Plus que le fond, c’est la forme qui nous paraît contestable. En privilégiant une proposition de loi au détriment d’un nouveau projet rendu nécessaire par le caractère temporaire des articles en cause, le Gouvernement esquive un débat parlementaire sur le bien-fondé et l’efficacité des mesures prévues en 2006. Il est pour le moins dérangeant que la ministre de l’intérieur ait laissé la majorité parlementaire prendre à sa charge un sujet qui relevait directement de sa responsabilité et que notre rapporteur nous invite à un vote conforme de l’article unique adopté par le Sénat.

Nous nous trouvons ainsi mis devant le fait accompli d’un débat tronqué et quasiment clos alors même que nous ne cessons, depuis plusieurs semaines, de réclamer l’organisation d’un véritable débat sur le fonctionnement des services de renseignement et leur contrôle démocratique.

Pour conclure, bien que nous reconnaissions que deux des trois dispositions visées par la proposition de loi doivent être prorogées pour une durée limitée et non indéfinie, nous ne pouvons absolument pas approuver le texte dont nous débattons aujourd’hui en raison de la méthode contestable sur laquelle repose son adoption.

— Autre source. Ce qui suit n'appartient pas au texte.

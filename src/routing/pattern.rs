//! URL pattern translation.
//!
//! # Responsibilities
//! - Accept `:name`, optional `:name?` and trailing `*` segments
//! - Translate them to the transport router's `{name}` / `{*wildcard}` syntax
//!
//! # Design Decisions
//! - Optional segments expand into one path per present/absent combination
//! - A wildcard is only valid as the last segment
//! - Trailing slashes are ignored: every non-root, non-wildcard path is
//!   also registered with a trailing `/`

/// Name under which a `*` segment's match is exposed.
pub const WILDCARD_PARAM: &str = "wildcard";

#[derive(Debug, Clone, PartialEq, Eq)]
enum Segment {
    Literal(String),
    Param { name: String, optional: bool },
    Wildcard,
}

/// Adds a leading `/` and turns an empty pattern into `/`.
pub fn normalize(url: &str) -> String {
    let trimmed = url.trim();
    if trimmed.starts_with('/') {
        trimmed.to_string()
    } else {
        format!("/{trimmed}")
    }
}

fn segments(pattern: &str) -> Vec<Segment> {
    normalize(pattern)
        .split('/')
        .skip(1)
        .filter(|s| !s.is_empty())
        .map(|s| {
            if s == "*" {
                Segment::Wildcard
            } else if let Some(param) = s.strip_prefix(':') {
                match param.strip_suffix('?') {
                    Some(name) => Segment::Param {
                        name: name.to_string(),
                        optional: true,
                    },
                    None => Segment::Param {
                        name: param.to_string(),
                        optional: false,
                    },
                }
            } else {
                Segment::Literal(s.to_string())
            }
        })
        .collect()
}

/// Names of every parameter the pattern can capture.
pub fn param_names(pattern: &str) -> Vec<String> {
    segments(pattern)
        .into_iter()
        .filter_map(|segment| match segment {
            Segment::Param { name, .. } => Some(name),
            Segment::Wildcard => Some(WILDCARD_PARAM.to_string()),
            Segment::Literal(_) => None,
        })
        .collect()
}

/// Paths to register on the transport router for `pattern`.
pub fn to_router_paths(pattern: &str) -> Vec<String> {
    let mut variants: Vec<Vec<String>> = vec![Vec::new()];
    for segment in segments(pattern) {
        match segment {
            Segment::Literal(text) => variants.iter_mut().for_each(|v| v.push(text.clone())),
            Segment::Param {
                name,
                optional: false,
            } => variants
                .iter_mut()
                .for_each(|v| v.push(format!("{{{name}}}"))),
            Segment::Param {
                name,
                optional: true,
            } => {
                let with: Vec<Vec<String>> = variants
                    .iter()
                    .cloned()
                    .map(|mut v| {
                        v.push(format!("{{{name}}}"));
                        v
                    })
                    .collect();
                variants.extend(with);
            }
            Segment::Wildcard => {
                variants
                    .iter_mut()
                    .for_each(|v| v.push(format!("{{*{WILDCARD_PARAM}}}")));
                break;
            }
        }
    }

    let mut paths: Vec<String> = variants
        .into_iter()
        .map(|v| format!("/{}", v.join("/")))
        .flat_map(|path| {
            let slashed = (path != "/" && !path.contains("{*")).then(|| format!("{path}/"));
            std::iter::once(path).chain(slashed)
        })
        .collect();
    paths.sort_by(|a, b| a.len().cmp(&b.len()).then_with(|| a.cmp(b)));
    paths.dedup();
    paths
}

#[cfg(test)]
mod tests {
    use super::*;

    #[test]
    fn test_plain_and_named() {
        assert_eq!(
            to_router_paths("users/:id/posts"),
            vec!["/users/{id}/posts", "/users/{id}/posts/"]
        );
        assert_eq!(to_router_paths(""), vec!["/"]);
        assert_eq!(param_names("/users/:id/posts/:post"), vec!["id", "post"]);
    }

    #[test]
    fn test_optional_expands() {
        assert_eq!(
            to_router_paths("/users/:id?"),
            vec!["/users", "/users/", "/users/{id}", "/users/{id}/"]
        );
    }

    #[test]
    fn test_wildcard() {
        assert_eq!(to_router_paths("/static/*"), vec!["/static/{*wildcard}"]);
        assert_eq!(param_names("/static/*"), vec!["wildcard"]);
    }
}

M. le Président Warsmann. Chère collègue, il ne faut pas dévaloriser l’initiative parlementaire des lois…

M. Michel Hunault. J’aurais aimé que le rapporteur dresse un bilan des dispositions qu’il est question de proroger. En 2006, le législateur avait veillé à concilier l’impératif de lutter contre le terrorisme avec celui de respecter les libertés individuelles, notamment en se conformant aux engagements internationaux et européens de la France en la matière. Nous ne devons pas nous départir aujourd’hui de cet équilibre.

Ce qui me gêne dans la présentation qu’a faite notre rapporteur, c’est la référence à l’immigration clandestine. Je ne voudrais pas qu’à travers ce texte, nous nous trompions d’objectif. Les mesures soumises à notre examen doivent respecter le cadre et l’esprit du travail réalisé par le législateur en 2006.

M. le rapporteur. L’application de la loi a déjà fait l’objet d’un premier bilan par nos collègues Éric Diard et Julien Dray, qui ont présenté un rapport évaluant l’efficacité de cette loi devant notre Commission, en février dernier.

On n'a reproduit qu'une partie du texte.